The telling was building its own momentum, as if he’d had no one to tell about all this till now. He was getting excited. “Like sometimes I go for a nineteen-fifties’ look, like little prim broads with high necks and wide skirts, sort of cute and high-class like, like ah, oh, you know, some of those broads on TV in the fifties, like...”

“Dorothy Collins,” I said.

“Yeah, yeah, like her, and June Allyson in that movie about the ball player with one leg, like that. Well anyway. For a hundred and a half I get a chick like that, you know, dressed up and everything.”

“Isn’t that something,” I said.

“And they’ll cater parties too. You know, stag parties. Like I was at one down the Legion Hall one night they had five broads and a goat. And reefers for anyone that wanted them and a lot of other stuff I don’t know about. Jesus, you should see the equipment on that goat.”

“Sorry I missed it,” I said. “Where’s Harroway get the girls?”

“I don’t know, but they’re all young, and they live with him out somewhere on a farm or something. You know like Charles Manson, a commune or whatever. And I guess they’ll do anything he says.”

“Okay, Fraser,” I said, “you’re off the hook. But I know who you are and where you live and what your hobbies are. I’ll keep in touch.”

“Look, I told you whatever you wanted, right? I mean you got no reason to bring me into anything, have you? I mean if Harroway ever found out I told...”

“Mum’s the word, Fraser. Put on your pants.” I looked at the empty champagne bottles. “A hundred and a half,” I said, “and you get domestic champagne.” I went out and closed the door.
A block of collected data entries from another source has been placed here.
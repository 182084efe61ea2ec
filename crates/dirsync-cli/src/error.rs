//! Error types for dirsync-cli

/// Result type for CLI operations
pub type Result<T> = std::result::Result<T, CliError>;

/// Errors that can occur in CLI operations
#[derive(Debug, thiserror::Error)]
pub enum CliError {
    /// Error from dirsync-core
    #[error(transparent)]
    Core(#[from] dirsync_core::Error),

    /// Standard I/O error
    #[error(transparent)]
    Io(#[from] std::io::Error),
}

/// Render `error` and its sources on one line, outermost first.
///
/// Sources whose message the previous line already ends with are skipped,
/// since several errors embed their source in their own message.
pub fn error_chain(error: &dyn std::error::Error) -> String {
    let mut rendered = error.to_string();
    let mut source = error.source();
    while let Some(cause) = source {
        let message = cause.to_string();
        if !rendered.ends_with(&message) {
            rendered.push_str(": ");
            rendered.push_str(&message);
        }
        source = cause.source();
    }
    rendered
}
//! Containers pairing the readable page with the delta to serialize.

use serde::{Deserialize, Serialize};

use verso_common::types::PageKey;

use super::KeyValuePage;

/// The product of combining fragments for modification: a fully
/// materialized page for reading and the subset of entries that must be
/// persisted as the next delta.
///
/// The `Empty` sentinel is what cache lookups return on a miss, so callers
/// can distinguish "not buffered" from a buffered-but-empty page without
/// an extra wrapper.
#[derive(Debug, Clone, Serialize, Deserialize)]
pub enum PageContainer<K: Ord, V> {
    /// Cache-miss sentinel; holds no pages.
    Empty,
    /// A buffered page pair. Both pages share the same page key.
    Loaded {
        /// The complete view of the page, up to capacity.
        complete: KeyValuePage<K, V>,
        /// The entries to emit as the next on-disk fragment.
        modified: KeyValuePage<K, V>,
    },
}

impl<K: Ord + Clone, V: Clone> PageContainer<K, V> {
    /// Creates a container from a complete/modified page pair.
    pub fn new(complete: KeyValuePage<K, V>, modified: KeyValuePage<K, V>) -> Self {
        debug_assert_eq!(complete.page_key(), modified.page_key());
        Self::Loaded { complete, modified }
    }

    /// Returns true for the cache-miss sentinel.
    #[inline]
    pub fn is_empty(&self) -> bool {
        matches!(self, Self::Empty)
    }

    /// Returns the page key both pages share, unless empty.
    pub fn page_key(&self) -> Option<PageKey> {
        match self {
            Self::Empty => None,
            Self::Loaded { complete, .. } => Some(complete.page_key()),
        }
    }

    /// Returns the complete page, unless empty.
    pub fn complete(&self) -> Option<&KeyValuePage<K, V>> {
        match self {
            Self::Empty => None,
            Self::Loaded { complete, .. } => Some(complete),
        }
    }

    /// Returns the page holding the next delta, unless empty.
    pub fn modified(&self) -> Option<&KeyValuePage<K, V>> {
        match self {
            Self::Empty => None,
            Self::Loaded { modified, .. } => Some(modified),
        }
    }

    /// Returns the complete page mutably, unless empty.
    pub fn complete_mut(&mut self) -> Option<&mut KeyValuePage<K, V>> {
        match self {
            Self::Empty => None,
            Self::Loaded { complete, .. } => Some(complete),
        }
    }

    /// Returns the delta page mutably, unless empty.
    pub fn modified_mut(&mut self) -> Option<&mut KeyValuePage<K, V>> {
        match self {
            Self::Empty => None,
            Self::Loaded { modified, .. } => Some(modified),
        }
    }

    /// Consumes the container, yielding the page pair unless empty.
    pub fn into_pages(self) -> Option<(KeyValuePage<K, V>, KeyValuePage<K, V>)> {
        match self {
            Self::Empty => None,
            Self::Loaded { complete, modified } => Some((complete, modified)),
        }
    }
}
In the lobby I looked at my watch, 10:15; I was missing the Tuesday night movie again. Then it hit me. Tuesday night I was supposed to be having dinner with Susan Silverman, with maybe a surprise treat afterward. I was two hours and fifteen minutes late.

I called her from a pay phone. “Susan,” I said, “I’m being held captive by the West Peabody Republican Women’s Club which wishes to exploit me sexually. If I overpower my captors and escape, is it too late?”

There was silence. Then she said, “Almost,” and hung up.

As I left the phone booth I saw Fraser Robinson walk out of the lobby and toward the parking lot. Five girls, I thought, and a goat? Jesus Christ.

22

I stopped to buy a bottle of Dom Perignon and still made it to Susan Silverman’s by 10:35. Susan let me in without comment. I held the wine out to her. “They were out of Annie Greenspring,” I said.

She took it. “Thank you,” she said. She had on a chocolate satin shirt with an oversized collar and copper-colored pants. “Do you want some now?”

“Yes.”

“Then come out in the kitchen and open it. I have trouble with champagne corks.”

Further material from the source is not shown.